セルフビルドで家を建てる

木こりの夫婦、セルフビルドやります 第二夜「運命のワークショップ」

夫・ばたです。

48歳を目前にして、重い腰をあげてはじめたブログ。前回がセルフビルドにめざめたきっかけなら、今回は「素人でもほんまにできるかも!?」と思わせてくれたワークショップについてお話しようと思います。興味のある方はもちろん、ピンとこない方もどうぞお付き合いください。

前代未聞のワークショップと、運命の出会い

人生を大きく変えた「いえづくり教習所」

~2015年のこと~

「二十歳になったら 家をつくろう」

SNSのタイムライン上を流してた僕の眼は、飛び込んできたその言葉に釘付けになった。

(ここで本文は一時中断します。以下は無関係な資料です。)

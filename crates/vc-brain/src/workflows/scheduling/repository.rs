use chrono::{NaiveDate, NaiveDateTime};

use super::domain::{
    AvailabilityRule, Booking, CalendarId, EventType, EventTypeId, InvestorId, LinkedCalendar,
    SlotOverride,
};

/// Storage abstraction so the resolver can be exercised in isolation.
/// Each method is one read; no snapshot isolation is promised across them,
/// a benign staleness window for a read-only computation.
pub trait SchedulingRepository: Send + Sync {
    fn event_type(&self, id: &EventTypeId) -> Result<Option<EventType>, RepositoryError>;

    fn availability_rules(
        &self,
        investor_id: &InvestorId,
    ) -> Result<Vec<AvailabilityRule>, RepositoryError>;

    /// Overrides whose date falls within `[from, to]` inclusive.
    fn slot_overrides(
        &self,
        investor_id: &InvestorId,
        from: NaiveDate,
        to: NaiveDate,
    ) -> Result<Vec<SlotOverride>, RepositoryError>;

    /// Bookings intersecting `[from, to)`, regardless of status; the
    /// resolver filters out cancelled ones.
    fn bookings(
        &self,
        investor_id: &InvestorId,
        from: NaiveDateTime,
        to: NaiveDateTime,
    ) -> Result<Vec<Booking>, RepositoryError>;

    fn linked_calendars(
        &self,
        investor_id: &InvestorId,
    ) -> Result<Vec<LinkedCalendar>, RepositoryError>;

    /// Persist a refreshed access token for a linked calendar.
    fn update_calendar_token(
        &self,
        calendar_id: &CalendarId,
        access_token: &str,
        expires_at: NaiveDateTime,
    ) -> Result<(), RepositoryError>;
}

/// Error enumeration for repository failures.
#[derive(Debug, thiserror::Error)]
pub enum RepositoryError {
    #[error("record already exists")]
    Conflict,
    #[error("record not found")]
    NotFound,
    #[error("repository unavailable: {0}")]
    Unavailable(String),
}
use std::env;
use std::fmt;
use std::net::{IpAddr, SocketAddr};

/// Distinguishes runtime behavior for different stages of the service.
#[derive(Debug, Clone, Copy, PartialEq, Eq)]
pub enum AppEnvironment {
    Development,
    Test,
    Production,
}

impl AppEnvironment {
    fn from_str(value: &str) -> Self {
        match value.trim().to_ascii_lowercase().as_str() {
            "prod" | "production" => Self::Production,
            "test" | "ci" => Self::Test,
            _ => Self::Development,
        }
    }
}

/// Top-level configuration for the application.
#[derive(Debug, Clone)]
pub struct AppConfig {
    pub environment: AppEnvironment,
    pub server: ServerConfig,
    pub telemetry: TelemetryConfig,
    pub calendar: CalendarConfig,
}

impl AppConfig {
    pub fn load() -> Result<Self, ConfigError> {
        dotenvy::dotenv().ok();

        let environment = AppEnvironment::from_str(
            &env::var("APP_ENV").unwrap_or_else(|_| "development".to_string()),
        );

        let host = env::var("APP_HOST").unwrap_or_else(|_| "127.0.0.1".to_string());
        let port = env::var("APP_PORT")
            .unwrap_or_else(|_| "3000".to_string())
            .parse::<u16>()
            .map_err(|_| ConfigError::InvalidPort)?;

        let log_level = env::var("APP_LOG_LEVEL").unwrap_or_else(|_| "info".to_string());

        let token_url = env::var("CALENDAR_TOKEN_URL")
            .unwrap_or_else(|_| "https://oauth2.googleapis.com/token".to_string());
        let free_busy_url = env::var("CALENDAR_FREEBUSY_URL")
            .unwrap_or_else(|_| "https://www.googleapis.com/calendar/v3/freeBusy".to_string());
        let client_id = env::var("CALENDAR_CLIENT_ID").ok().filter(|v| !v.is_empty());
        let client_secret = env::var("CALENDAR_CLIENT_SECRET")
            .ok()
            .filter(|v| !v.is_empty());

        Ok(Self {
            environment,
            server: ServerConfig { host, port },
            telemetry: TelemetryConfig { log_level },
            calendar: CalendarConfig {
                token_url,
                free_busy_url,
                client_id,
                client_secret,
            },
        })
    }
}

/// Settings controlling the HTTP server binding.
#[derive(Debug, Clone)]
pub struct ServerConfig {
    pub host: String,
    pub port: u16,
}

impl ServerConfig {
    pub fn socket_addr(&self) -> Result<SocketAddr, ConfigError> {
        if self.host.eq_ignore_ascii_case("localhost") {
            return Ok(SocketAddr::new(IpAddr::from([127, 0, 0, 1]), self.port));
        }

        let ip: IpAddr = self
            .host
            .parse()
            .map_err(|source| ConfigError::InvalidHost { source })?;

        Ok(SocketAddr::new(ip, self.port))
    }
}

/// Tracing and metrics controls.
#[derive(Debug, Clone)]
pub struct TelemetryConfig {
    pub log_level: String,
}

/// OAuth endpoints and client credentials for the external calendar
/// collaborator. Credentials are optional; without them token refresh is
/// disabled and calendars with expired tokens are skipped.
#[derive(Debug, Clone)]
pub struct CalendarConfig {
    pub token_url: String,
    pub free_busy_url: String,
    pub client_id: Option<String>,
    pub client_secret: Option<String>,
}

#[derive(Debug)]
pub enum ConfigError {
    InvalidPort,
    InvalidHost { source: std::net::AddrParseError },
}

impl fmt::Display for ConfigError {
    fn fmt(&self, f: &mut fmt::Formatter<'_>) -> fmt::Result {
        match self {
            ConfigError::InvalidPort => write!(f, "APP_PORT must be a valid u16"),
            ConfigError::InvalidHost { .. } => {
                write!(f, "APP_HOST must parse to an IPv4 or IPv6 address")
            }
        }
    }
}

impl std::error::Error for ConfigError {
    fn source(&self) -> Option<&(dyn std::error::Error + 'static)> {
        match self {
            ConfigError::InvalidPort => None,
            ConfigError::InvalidHost { source } => Some(source),
        }
    }
}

「大人になったら自動車教習所に通ってクルマに乗るように、二十歳になったら『いえづくり教習所』に通って、家をつくれるようになればおもしろいよね!」との着想から、高知市に事務所を構える一級建築士が「所長」となり、一般から参加者を募ってワークショップを開催するという内容だった。

「自分で伐った木で、家を建てるぞ!」と決心したのはいいものの、冷静に考えてみると、自分の建築に関する知識が皆無と言ってもよいレベルであることにはたと気付き、はっきり言ってすっかり途方に暮れていた…。なにかを始めなければ、なにも進まないことだけは分かっていても、なにから手を付けるべきなのかも判断がつかず、結局なにも手につかない…。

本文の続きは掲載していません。